Click here to read the recent U.S. District Court opinion from Alabama.
What the CTA requires
Several key terms of the CTA explain which companies the law affects and what a company must report by January 1, 2025:
- “Reporting companies” subject to the CTA includes any domestic or foreign corporation, limited liability company, or any other entity that is formed or registered to do business in a U.S. state by filing a document with the secretary of state or other similar office. Several exceptions exist for those industries already subject to government oversight.
- A “reporting company” must disclose certain information about the company and its “beneficial owners.” The reporting information includes the full legal name and the IRS taxpayer identification number of the company. BOI includes full legal name, address, and either an image of a U.S. passport, driver’s license, or other identification document issued by a state, local government, or tribe of each “beneficial owner.”
- A “beneficial owner” is any individual who, directly or indirectly, exercises substantial control over the reporting company or owns or controls at least 25% of the ownership interests of a reporting company. There is no limit to how many beneficial owners a company may have.
To read specifics about the mechanics and submission guidelines of the CTA, please see our law bulletin, The Corporate Transparency Act: Reporting Requirements, published earlier this year.
What does the CTA mean for farming entities in Ohio?
Many farming entities should be uniquely aware of the new BOI reporting obligations of the CTA. The CTA does not have specific industry exemptions for agriculture but takes a broad sweep at any entity that may be formed as a shell company. However, notable exceptions to the mandates of the CTA that affect farming entities include sole proprietorships and general partnerships, which are exempt from CTA because they are not required to register with Ohio’s Secretary of State.
Farming entities classified as “reporting companies,” such as most farm limited liability companies (LLCs), are required to report relatively straightforward ownership information. However, gathering the necessary details, like driver’s licenses or other forms of identification, can be time-consuming. A scenario to take note of arises when an individual, despite owning only a small percentage of the company, is responsible for making many of the key short- and long-term decisions. This often occurs when management is passed to the next generation, while the older generation retains the majority of ownership. Under the Corporate Transparency Act (CTA), an individual who exercises significant management control must submit beneficial ownership information to FinCEN, even if their ownership stake is relatively small.

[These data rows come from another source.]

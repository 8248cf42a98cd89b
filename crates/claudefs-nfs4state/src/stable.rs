//! Stable-storage persistence of client identities.
//!
//! Each confirmed client gets one small record file, replicated under every
//! configured storage path:
//!
//! ```text
//! <path>/v4_state/<leaf>      written on confirmation
//! <path>/v4_oldstate/<leaf>   records from the previous instance
//! ```
//!
//! Record layout, little-endian:
//!
//! | offset | size   | field                     |
//! |--------|--------|---------------------------|
//! | 0      | 4      | version (i32, always 1)   |
//! | 4      | 8      | client verifier           |
//! | 12     | 4      | id length (u32)           |
//! | 16     | id len | client-supplied id bytes  |
//!
//! Recovery is two-phase per path: [`StableStorage::scan_old`] reads the
//! old-state directory without touching it, then
//! [`StableStorage::drain_current`] reads the state directory and moves every
//! valid record into the old-state directory, so each record can be reclaimed
//! only once.

use crate::config::RecordOwner;
use crate::error::{Result, StateError};
use crate::ids::{ClientId, Verifier, VERIFIER_SIZE};
use bytes::{Buf, BufMut, BytesMut};
use std::fs;
use std::io::{self, Write};
use std::net::IpAddr;
use std::path::{Path, PathBuf};
use std::sync::Arc;
use tracing::{debug, warn};

/// Record format version.
pub const RECORD_VERSION: i32 = 1;
/// Directory holding records written by this instance.
pub const STATE_DIR: &str = "v4_state";
/// Directory holding records of the previous instance.
pub const OLDSTATE_DIR: &str = "v4_oldstate";

const HEADER_LEN: usize = 4 + VERIFIER_SIZE + 4;

/// The persisted identity of one client.
#[derive(Debug, Clone, PartialEq, Eq)]
pub struct ClientRecord {
    /// Client boot verifier
    pub verifier: Verifier,
    /// Client identity string
    pub id: Vec<u8>,
}

impl ClientRecord {
    /// On-disk form: version, verifier, id length, id.
    pub fn encode(&self) -> Vec<u8> {
        let mut buf = BytesMut::with_capacity(HEADER_LEN + self.id.len());
        buf.put_i32_le(RECORD_VERSION);
        buf.put_slice(&self.verifier);
        buf.put_u32_le(self.id.len() as u32);
        buf.put_slice(&self.id);
        buf.to_vec()
    }

    /// Parses a record, rejecting short files, unknown versions, empty ids
    /// and id lengths that run past the end of the data.
    pub fn decode(data: &[u8]) -> Result<Self> {
        if data.len() <= HEADER_LEN {
            return Err(StateError::Record {
                reason: format!("{} bytes is too short", data.len()),
            });
        }
        let mut buf = data;
        let version = buf.get_i32_le();
        if version != RECORD_VERSION {
            return Err(StateError::Record {
                reason: format!("unknown version {}", version),
            });
        }
        let mut verifier = [0u8; VERIFIER_SIZE];
        buf.copy_to_slice(&mut verifier);
        let id_len = buf.get_u32_le() as usize;
        if id_len == 0 {
            return Err(StateError::Record {
                reason: "empty client id".to_string(),
            });
        }
        if id_len > buf.remaining() {
            return Err(StateError::Record {
                reason: format!("id length {} exceeds record", id_len),
            });
        }
        Ok(Self {
            verifier,
            id: buf[..id_len].to_vec(),
        })
    }
}

/// Record file name for a client: its address, then the clientid in hex.
/// IPv4 octets are zero-padded to three digits.
pub fn leaf_name(addr: IpAddr, clientid: ClientId) -> String {
    let host = match addr {
        IpAddr::V4(v4) => {
            let o = v4.octets();
            format!("{:03}.{:03}.{:03}.{:03}", o[0], o[1], o[2], o[3])
        }
        IpAddr::V6(v6) => v6.to_string(),
    };
    format!("{}-{:x}", host, clientid.as_u64())
}

/// A record found during recovery, with the leaf it was read from.
#[derive(Debug, Clone, PartialEq, Eq)]
pub struct OldStateRecord {
    /// File name under the state directory
    pub leaf: String,
    /// Decoded contents
    pub record: ClientRecord,
}

/// Which directory under a storage path.
#[derive(Debug, Clone, Copy, PartialEq, Eq)]
pub enum StableDir {
    /// Records of the running instance
    State,
    /// Records of previous instances
    OldState,
}

impl StableDir {
    /// Directory name.
    pub fn name(self) -> &'static str {
        match self {
            StableDir::State => STATE_DIR,
            StableDir::OldState => OLDSTATE_DIR,
        }
    }

    /// This directory below `path`.
    pub fn under(self, path: &Path) -> PathBuf {
        path.join(self.name())
    }
}

/// Byte-level durable storage.
pub trait StableFs: Send + Sync {
    /// File names in `dir`, excluding temporaries.
    fn list(&self, dir: &Path) -> io::Result<Vec<String>>;
    /// Whole contents of `path`.
    fn read(&self, path: &Path) -> io::Result<Vec<u8>>;
    /// Replaces `path` with `data` atomically.
    fn write(&self, path: &Path, data: &[u8]) -> io::Result<()>;
    /// Moves a record between directories.
    fn rename(&self, from: &Path, to: &Path) -> io::Result<()>;
    /// Deletes a record.
    fn remove(&self, path: &Path) -> io::Result<()>;
    /// Creates `dir` and its parents.
    fn create_dir_all(&self, dir: &Path) -> io::Result<()>;
    /// Changes the owner of a record.
    fn set_owner(&self, path: &Path, owner: RecordOwner) -> io::Result<()>;
}

/// [`StableFs`] over the local filesystem.
#[derive(Debug, Default, Clone, Copy)]
pub struct LocalFs;

impl LocalFs {
    fn temp_path(path: &Path) -> PathBuf {
        let name = path
            .file_name()
            .map(|n| n.to_string_lossy().into_owned())
            .unwrap_or_default();
        path.with_file_name(format!(".{}.tmp", name))
    }
}

impl StableFs for LocalFs {
    fn list(&self, dir: &Path) -> io::Result<Vec<String>> {
        let mut names = Vec::new();
        for entry in fs::read_dir(dir)? {
            let entry = entry?;
            if !entry.file_type()?.is_file() {
                continue;
            }
            let name = entry.file_name().to_string_lossy().into_owned();
            if name.starts_with('.') {
                continue;
            }
            names.push(name);
        }
        names.sort();
        Ok(names)
    }

    fn read(&self, path: &Path) -> io::Result<Vec<u8>> {
        fs::read(path)
    }

    fn write(&self, path: &Path, data: &[u8]) -> io::Result<()> {
        let tmp = Self::temp_path(path);
        {
            let mut file = fs::File::create(&tmp)?;
            file.write_all(data)?;
            file.sync_all()?;
        }
        fs::rename(&tmp, path)
    }

    fn rename(&self, from: &Path, to: &Path) -> io::Result<()> {
        fs::rename(from, to)
    }

    fn remove(&self, path: &Path) -> io::Result<()> {
        fs::remove_file(path)
    }

    fn create_dir_all(&self, dir: &Path) -> io::Result<()> {
        fs::create_dir_all(dir)
    }

    #[cfg(unix)]
    fn set_owner(&self, path: &Path, owner: RecordOwner) -> io::Result<()> {
        std::os::unix::fs::chown(path, Some(owner.uid), Some(owner.gid))
    }

    #[cfg(not(unix))]
    fn set_owner(&self, _path: &Path, _owner: RecordOwner) -> io::Result<()> {
        Ok(())
    }
}

/// Client record persistence over a [`StableFs`].
pub struct StableStorage {
    fs: Arc<dyn StableFs>,
    owner: Option<RecordOwner>,
}

impl StableStorage {
    /// Storage over `fs`, creating files as `owner` when set.
    pub fn new(fs: Arc<dyn StableFs>, owner: Option<RecordOwner>) -> Self {
        Self { fs, owner }
    }

    /// Storage on the local filesystem.
    pub fn local(owner: Option<RecordOwner>) -> Self {
        Self::new(Arc::new(LocalFs), owner)
    }

    /// Creates both record directories under `path`.
    pub fn prepare(&self, path: &Path) -> Result<()> {
        self.fs.create_dir_all(&StableDir::State.under(path))?;
        self.fs.create_dir_all(&StableDir::OldState.under(path))?;
        Ok(())
    }

    /// Reads every valid record in `path`'s old-state directory, leaving
    /// the directory as it is apart from deleting malformed records.
    pub fn scan_old(&self, path: &Path) -> Vec<OldStateRecord> {
        self.read_dir_records(&StableDir::OldState.under(path))
    }

    /// Reads every valid record in `path`'s state directory and moves it
    /// into the old-state directory. A record whose move fails is still
    /// returned.
    pub fn drain_current(&self, path: &Path) -> Vec<OldStateRecord> {
        let state = StableDir::State.under(path);
        let oldstate = StableDir::OldState.under(path);
        let records = self.read_dir_records(&state);
        if records.is_empty() {
            return records;
        }
        if let Err(e) = self.fs.create_dir_all(&oldstate) {
            warn!(dir = %oldstate.display(), error = %e, "cannot create old-state directory");
            return records;
        }
        for rec in &records {
            let from = state.join(&rec.leaf);
            let to = oldstate.join(&rec.leaf);
            if let Err(e) = self.fs.rename(&from, &to) {
                warn!(from = %from.display(), error = %e, "failed to move record to old state");
            }
        }
        records
    }

    fn read_dir_records(&self, dir: &Path) -> Vec<OldStateRecord> {
        let names = match self.fs.list(dir) {
            Ok(names) => names,
            Err(e) => {
                debug!(dir = %dir.display(), error = %e, "no stable-storage directory");
                return Vec::new();
            }
        };
        let mut records = Vec::with_capacity(names.len());
        for leaf in names {
            let path = dir.join(&leaf);
            let data = match self.fs.read(&path) {
                Ok(data) => data,
                Err(e) => {
                    warn!(path = %path.display(), error = %e, "unreadable record skipped");
                    continue;
                }
            };
            match ClientRecord::decode(&data) {
                Ok(record) => records.push(OldStateRecord { leaf, record }),
                Err(e) => {
                    warn!(path = %path.display(), error = %e, "deleting malformed record");
                    if let Err(e) = self.fs.remove(&path) {
                        warn!(path = %path.display(), error = %e, "failed to delete malformed record");
                    }
                }
            }
        }
        records
    }

    /// Writes `record` as `leaf` into the state directory of every path.
    /// Failures are logged; returns how many paths were written.
    pub fn write_record(&self, paths: &[PathBuf], leaf: &str, record: &ClientRecord) -> usize {
        let data = record.encode();
        let mut written = 0;
        for path in paths {
            let dir = StableDir::State.under(path);
            let file = dir.join(leaf);
            let res = self
                .fs
                .create_dir_all(&dir)
                .and_then(|_| self.fs.write(&file, &data));
            if let Err(e) = res {
                warn!(path = %file.display(), error = %e, "failed to write client record");
                continue;
            }
            if let Some(owner) = self.owner {
                if let Err(e) = self.fs.set_owner(&file, owner) {
                    warn!(path = %file.display(), error = %e, "failed to set record owner");
                }
            }
            written += 1;
        }
        written
    }

    /// Removes `leaf` from `dir` under every path. Missing files are fine.
    pub fn remove_leaf(&self, paths: &[PathBuf], dir: StableDir, leaf: &str) {
        for path in paths {
            let file = dir.under(path).join(leaf);
            match self.fs.remove(&file) {
                Ok(()) => debug!(path = %file.display(), "removed client record"),
                Err(e) if e.kind() == io::ErrorKind::NotFound => {}
                Err(e) => warn!(path = %file.display(), error = %e, "failed to remove client record"),
            }
        }
    }
}
#![warn(missing_docs)]

//! ClaudeFS NFSv4 state registry daemon

use anyhow::Result;
use clap::Parser;
use claudefs_nfs4state::{spawn_reapers, StableStorage, StateConfig, StateRegistry, SystemClock};
use std::path::PathBuf;
use std::sync::Arc;
use tokio::sync::watch;
use tracing_subscriber::{fmt, prelude::*, EnvFilter};

/// NFSv4 state registry daemon.
#[derive(Parser, Debug)]
#[command(name = "cfs-nfs4state", version, about)]
struct Cli {
    /// Configuration file (.toml or .json)
    #[arg(short, long, env = "CFS_NFS4STATE_CONFIG", default_value = "/etc/claudefs/nfs4state.toml")]
    config: PathBuf,

    /// Skip the startup grace period
    #[arg(long)]
    no_grace: bool,
}

#[tokio::main]
async fn main() -> Result<()> {
    tracing_subscriber::registry()
        .with(fmt::layer())
        .with(EnvFilter::from_default_env())
        .init();

    let cli = Cli::parse();
    tracing::info!("ClaudeFS NFSv4 state registry starting...");

    let config = if cli.config.exists() {
        StateConfig::from_file(&cli.config)?
    } else {
        tracing::warn!("Config file not found, using defaults: {}", cli.config.display());
        StateConfig::default()
    };
    config.validate()?;

    let storage = StableStorage::local(config.record_owner);
    let reaper_enabled = config.reaper_enabled;
    let registry = Arc::new(StateRegistry::new(config, Arc::new(SystemClock), storage));

    let recovered = registry.recover();
    tracing::info!(recovered, "stable storage recovered");
    if cli.no_grace {
        tracing::warn!("grace period skipped; clients cannot reclaim state");
    } else {
        registry.start_grace();
    }

    let (shutdown_tx, shutdown_rx) = watch::channel(false);
    let reapers = if reaper_enabled {
        spawn_reapers(registry.clone(), shutdown_rx)
    } else {
        Vec::new()
    };

    tokio::signal::ctrl_c().await?;
    tracing::info!("shutting down");
    let _ = shutdown_tx.send(true);
    for handle in reapers {
        if let Err(e) = handle.await {
            tracing::error!("reaper task failed: {}", e);
        }
    }
    registry.shutdown();
    Ok(())
}
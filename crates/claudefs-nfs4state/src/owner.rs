//! Open-owners and lock-owners.

use crate::client::Client;
use crate::error::{Result, StateError};
use crate::fs_store::Fsid;
use crate::ids::{ClientId, PID_MASK};
use crate::registry::StateRegistry;
use crate::reply::{check_seqid, CachedReply, OwnerOp, SeqidCheck};
use crate::table::{Entry, EntryId, Held, Keyed};
use parking_lot::Mutex;
use std::sync::Arc;
use tracing::debug;

/// Handle of an open-state in its filesystem's table.
#[derive(Debug, Clone, Copy, PartialEq, Eq, Hash)]
pub struct StateRef {
    /// Filesystem holding the state
    pub fsid: Fsid,
    /// Entry id in that filesystem's open-state table
    pub id: EntryId,
}

/// One (client, open-owner token) pair.
#[derive(Debug)]
pub struct OpenOwner {
    /// Owning client
    pub clientid: ClientId,
    /// Opaque owner token from the client
    pub owner: Vec<u8>,
    pub(crate) client: Held<Client>,
    /// Last processed sequence
    pub open_seqid: u32,
    /// First OPEN not confirmed yet
    pub need_confirm: bool,
    /// Skip the next sequence check; the client never learned the
    /// stateid it would have confirmed
    pub postpone_confirm: bool,
    /// Reply to the last sequenced operation, for replays
    pub reply: Option<CachedReply>,
    /// Filehandle of the last OPEN, restored on replay
    pub reply_fh: Vec<u8>,
    pub(crate) states: Vec<StateRef>,
    /// Serializes sequence-mutating operations of this owner
    pub(crate) sequence: Arc<Mutex<()>>,
}

impl Keyed for OpenOwner {
    type Key = (ClientId, Vec<u8>);

    fn key(&self) -> (ClientId, Vec<u8>) {
        (self.clientid, self.owner.clone())
    }
}

/// One (client, lock-owner token) pair. Its entry id doubles as the pid
/// presented to the local lock manager.
#[derive(Debug)]
pub struct LockOwner {
    /// Owning client
    pub clientid: ClientId,
    /// Opaque owner token from the client
    pub owner: Vec<u8>,
    pub(crate) client: Held<Client>,
    /// Pid presented to the lock manager
    pub pid: u32,
}

impl Keyed for LockOwner {
    type Key = (ClientId, Vec<u8>);

    fn key(&self) -> (ClientId, Vec<u8>) {
        (self.clientid, self.owner.clone())
    }
}

/// Whether a failed sequenced operation still consumes the owner's seqid.
///
/// Stale identifiers, bad stateids, bad seqids and resource exhaustion
/// leave the sequence alone; every other outcome advances it and is cached.
pub fn advances_seqid(err: &StateError) -> bool {
    !matches!(
        err,
        StateError::BadSeqid
            | StateError::BadStateId
            | StateError::Unconfirmed
            | StateError::StaleClientId
            | StateError::StaleStateId
            | StateError::Resource { .. }
    )
}

impl StateRegistry {
    /// Finds or creates the open-owner `owner` of `client`. A new owner
    /// starts unconfirmed with `seqid` as its last processed sequence.
    pub(crate) fn find_or_create_open_owner(
        &self,
        client: &Held<Client>,
        clientid: ClientId,
        owner: &[u8],
        seqid: u32,
    ) -> Result<(Held<OpenOwner>, bool)> {
        let key = (clientid, owner.to_vec());
        let (oo, created) = self.open_owners.find_or_create(&key, |_| true, |_| {
            Some(OpenOwner {
                clientid,
                owner: owner.to_vec(),
                client: client.clone(),
                open_seqid: seqid,
                need_confirm: true,
                postpone_confirm: false,
                reply: None,
                reply_fh: Vec::new(),
                states: Vec::new(),
                sequence: Arc::new(Mutex::new(())),
            })
        })?;
        if created {
            client.lock().open_owners.push(oo.id());
            debug!(clientid = %clientid, owner = oo.id(), "open-owner created");
        }
        Ok((oo, created))
    }

    /// Looks up an existing open-owner.
    pub fn find_open_owner(&self, clientid: ClientId, owner: &[u8]) -> Option<Held<OpenOwner>> {
        self.open_owners
            .find(&(clientid, owner.to_vec()), |_| true)
    }

    /// Checks `seqid` against the owner's last processed sequence and
    /// renews the client's lease when it is the next one.
    pub fn check_open_seqid(&self, oo: &Held<OpenOwner>, seqid: u32, op: OwnerOp) -> SeqidCheck {
        let (rc, client) = {
            let o = oo.lock();
            (
                check_seqid(o.open_seqid, o.reply.as_ref(), seqid, op),
                o.client.clone(),
            )
        };
        if rc == SeqidCheck::Okay {
            self.update_lease(&client);
        }
        rc
    }

    /// Advances the owner's sequence and caches `reply` for replays.
    pub fn update_open_sequence(&self, oo: &Held<OpenOwner>, reply: CachedReply) {
        let mut o = oo.lock();
        o.open_seqid = o.open_seqid.wrapping_add(1);
        o.reply = Some(reply);
    }

    /// Caches `reply` without advancing the sequence.
    pub(crate) fn update_open_reply(&self, oo: &Held<OpenOwner>, reply: CachedReply) {
        oo.lock().reply = Some(reply);
    }

    pub(crate) fn owner_client(&self, oo: &Held<OpenOwner>) -> Held<Client> {
        oo.lock().client.clone()
    }

    /// Finds or creates the lock-owner `owner` of `client`.
    pub(crate) fn find_or_create_lock_owner(
        &self,
        client: &Held<Client>,
        clientid: ClientId,
        owner: &[u8],
    ) -> Result<(Held<LockOwner>, bool)> {
        let key = (clientid, owner.to_vec());
        self.lock_owners.find_or_create(&key, |_| true, |id| {
            Some(LockOwner {
                clientid,
                owner: owner.to_vec(),
                client: client.clone(),
                pid: id & PID_MASK,
            })
        })
    }

    /// Looks up a lock-owner by the pid handed to the lock manager.
    pub fn find_lock_owner_by_pid(&self, pid: u32) -> Option<Held<LockOwner>> {
        self.lock_owners.get(pid)
    }

    /// Looks up an existing lock-owner.
    pub fn find_lock_owner(&self, clientid: ClientId, owner: &[u8]) -> Option<Held<LockOwner>> {
        self.lock_owners
            .find(&(clientid, owner.to_vec()), |_| true)
    }

    pub(crate) fn open_owner_expiry(&self, entry: &Entry<OpenOwner>) -> bool {
        if entry.is_invalid() {
            return true;
        }
        let idle = self.now().saturating_sub(entry.time_rele());
        idle > self.lease_secs().saturating_add(self.grace_period_secs())
    }

    pub(crate) fn open_owner_destroy(&self, entry: &Entry<OpenOwner>) {
        let client = entry.lock().client.clone();
        let id = entry.id();
        client.lock().open_owners.retain(|o| *o != id);
    }

    /// Lock-owners carry no replay cache, so they are freed as soon as
    /// nothing references them.
    pub(crate) fn lock_owner_expiry(&self, _entry: &Entry<LockOwner>) -> bool {
        true
    }
}

#[cfg(test)]
mod tests {
    use super::*;

    #[test]
    fn test_protocol_errors_do_not_advance() {
        assert!(!advances_seqid(&StateError::BadSeqid));
        assert!(!advances_seqid(&StateError::BadStateId));
        assert!(!advances_seqid(&StateError::StaleStateId));
        assert!(!advances_seqid(&StateError::StaleClientId));
    }

    #[test]
    fn test_operation_failures_advance() {
        assert!(advances_seqid(&StateError::ShareDenied));
        assert!(advances_seqid(&StateError::Denied));
        assert!(advances_seqid(&StateError::Grace));
        assert!(advances_seqid(&StateError::Expired));
        assert!(advances_seqid(&StateError::OldStateId));
    }

    #[test]
    fn test_unreferenced_lock_owner_freed_before_open_owner() {
        use crate::file::{SHARE_ACCESS_READ, SHARE_DENY_NONE};
        use crate::registry::TableKind;
        use crate::state::{LockArgs, LockOutcome, Locker, Sequenced};
        use crate::test_support::{fh, Harness, FSID};
        use crate::volume::LockRange;

        let h = Harness::new();
        let a = h.client("a");
        let f = fh("f");
        let sid = h.open_confirmed(a, "o", &f, SHARE_ACCESS_READ, SHARE_DENY_NONE);
        let outcome = h
            .registry
            .lock(&LockArgs {
                fsid: FSID,
                fh: f.clone(),
                locker: Locker::NewOwner {
                    open_stateid: sid,
                    open_seqid: 2,
                    lock_owner: b"lo".to_vec(),
                    lock_seqid: 0,
                },
                range: LockRange {
                    offset: 0,
                    length: 10,
                    write: false,
                },
                reclaim: false,
            })
            .unwrap();
        assert!(matches!(outcome, Sequenced::Done(LockOutcome::Granted(_))));
        assert_eq!(h.registry.lock_owner_count(), 1);
        // held by its lock-state
        assert_eq!(h.registry.reap_table(TableKind::LockOwner), 0);

        h.registry.clean_state(FSID, None).unwrap();
        assert_eq!(h.registry.reap_table(TableKind::LockState), 1);
        assert_eq!(h.registry.reap_table(TableKind::LockOwner), 1);
        assert_eq!(h.registry.lock_owner_count(), 0);

        assert_eq!(h.registry.reap_table(TableKind::OpenState), 1);
        assert_eq!(h.registry.reap_table(TableKind::OpenOwner), 0);
        assert_eq!(h.registry.open_owner_count(), 1);
    }
}
//! Lock ranking for state entries.
//!
//! Entry locks must be taken in rank order within one thread. Debug builds
//! keep a per-thread stack of held ranks and assert on every acquisition;
//! release builds compile the checks away.

#[cfg(debug_assertions)]
use std::cell::RefCell;

/// Position of an entity type in the global lock order.
#[derive(Debug, Clone, Copy, PartialEq, Eq, PartialOrd, Ord, Hash)]
pub enum LockRank {
    /// Taken first
    Client = 0,
    /// Open-owner entries
    OpenOwner = 1,
    /// Open-state entries
    OpenState = 2,
    /// Lock-state entries
    LockState = 3,
    /// Lock-owner entries
    LockOwner = 4,
    /// Delegation-state entries
    Delegation = 5,
    /// File entries
    File = 6,
    /// Taken last
    ClientIp = 7,
}

#[cfg(debug_assertions)]
thread_local! {
    static HELD: RefCell<Vec<LockRank>> = const { RefCell::new(Vec::new()) };
}

/// Proof that a rank was acquired in order; releases the rank on drop.
#[derive(Debug)]
#[must_use]
pub struct RankToken {
    #[cfg(debug_assertions)]
    rank: LockRank,
}

/// Records acquisition of `rank`, asserting order in debug builds.
pub fn acquire(rank: LockRank) -> RankToken {
    #[cfg(debug_assertions)]
    {
        HELD.with(|held| {
            let mut held = held.borrow_mut();
            if let Some(top) = held.iter().max() {
                debug_assert!(
                    *top < rank,
                    "lock order violation: acquiring {:?} while holding {:?}",
                    rank,
                    *top
                );
            }
            held.push(rank);
        });
        RankToken { rank }
    }
    #[cfg(not(debug_assertions))]
    {
        let _ = rank;
        RankToken {}
    }
}

/// Ranks currently held by this thread, in acquisition order.
#[cfg(debug_assertions)]
pub fn held_ranks() -> Vec<LockRank> {
    HELD.with(|held| held.borrow().clone())
}

impl Drop for RankToken {
    fn drop(&mut self) {
        #[cfg(debug_assertions)]
        HELD.with(|held| {
            let mut held = held.borrow_mut();
            if let Some(pos) = held.iter().rposition(|r| *r == self.rank) {
                held.remove(pos);
            }
        });
    }
}
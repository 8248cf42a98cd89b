//! The state registry: owner of every state table and of the server's
//! grace generations.
//!
//! Client, client-ip and owner tables are global. Open, lock and delegation
//! states and files live in one [`FsStateStore`] per filesystem. Entry
//! points are spread over the per-entity modules as `impl StateRegistry`
//! blocks; this module holds construction, filesystem registration, grace
//! and recovery, and reaping.

use crate::client::{Client, ClientIp};
use crate::clock::Clock;
use crate::config::StateConfig;
use crate::error::{Result, StateError};
use crate::fs_store::{FsPhase, FsStateStore, Fsid, MAX_STATE_ID};
use crate::grace::{GraceChain, GraceGeneration};
use crate::ids::{id_time, MetaclusterVerifiers, NodeIdent, MAX_CLIENT_COUNTER, PID_MASK};
use crate::lock_order::LockRank;
use crate::owner::{LockOwner, OpenOwner};
use crate::stable::StableStorage;
use crate::table::{Held, Table};
use crate::volume::Volume;
use parking_lot::RwLock;
use serde::{Deserialize, Serialize};
use std::collections::{HashMap, HashSet};
use std::fmt;
use std::path::PathBuf;
use std::sync::Arc;
use tracing::{debug, info, warn};

/// The tables a reaper pass can sweep.
#[derive(Debug, Clone, Copy, PartialEq, Eq, Hash, Serialize, Deserialize)]
pub enum TableKind {
    /// Client registrations
    Client,
    /// Addresses of clients without referral support
    ClientIp,
    /// Open-owners
    OpenOwner,
    /// Lock-owners
    LockOwner,
    /// Open-states of every filesystem
    OpenState,
    /// Lock-states of every filesystem
    LockState,
    /// Delegation-states of every filesystem
    Delegation,
    /// Files of every filesystem
    File,
}

impl TableKind {
    /// Every table, in the order a full pass reaps them: dependents before
    /// the entries they hold.
    pub const ALL: [TableKind; 8] = [
        TableKind::LockState,
        TableKind::OpenState,
        TableKind::Delegation,
        TableKind::File,
        TableKind::LockOwner,
        TableKind::OpenOwner,
        TableKind::Client,
        TableKind::ClientIp,
    ];

    /// Name used in logs.
    pub fn name(self) -> &'static str {
        match self {
            TableKind::Client => "client",
            TableKind::ClientIp => "client_ip",
            TableKind::OpenOwner => "open_owner",
            TableKind::LockOwner => "lock_owner",
            TableKind::OpenState => "open_state",
            TableKind::LockState => "lock_state",
            TableKind::Delegation => "deleg_state",
            TableKind::File => "file",
        }
    }
}

impl fmt::Display for TableKind {
    fn fmt(&self, f: &mut fmt::Formatter<'_>) -> fmt::Result {
        f.write_str(self.name())
    }
}

/// Entries destroyed by one full reaper pass.
#[derive(Debug, Clone, Copy, Default, PartialEq, Eq, Serialize, Deserialize)]
pub struct ReapStats {
    /// Clients whose lapsed lease got their state removed
    pub leases_swept: usize,
    /// Lock-states destroyed
    pub lock_states: usize,
    /// Open-states destroyed
    pub open_states: usize,
    /// Delegation-states destroyed
    pub delegations: usize,
    /// Files destroyed
    pub files: usize,
    /// Lock-owners destroyed
    pub lock_owners: usize,
    /// Open-owners destroyed
    pub open_owners: usize,
    /// Clients destroyed
    pub clients: usize,
    /// Client addresses destroyed
    pub client_ips: usize,
}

Additionally, any BOI updates such as a son or daughter being legally included in ownership of the farm’s assets or a beneficial owner’s change of address must be reported within 30 days of the change. Forgetting to timely update the government may result in significant penalties for the company or a beneficial owner.
Moving forward
Farming entities that qualify as reporting companies should still expect to file information with FinCEN by January 1, 2025 as required by the CTA. Less than 10% of qualifying entities have filed with FinCEN so far, suggesting a delay in reporting or uncertainty regarding the District Court’s ruling in Alabama. Depending on current pending litigation, the CTA’s mandates may be adjusted or eliminated. Bills introduced in the U.S. House of Representatives and the U.S. Senate have also been proposed to modify or repeal the CTA, but no significant action has occurred on the proposals.
As litigation and legislation proceed, updates on the cases and bills will be forthcoming. In the meantime, farming entities should work with their attorneys, accountants, and other professionals knowledgeable of the new CTA obligations to meet the initial and future reporting requirements of the CTA.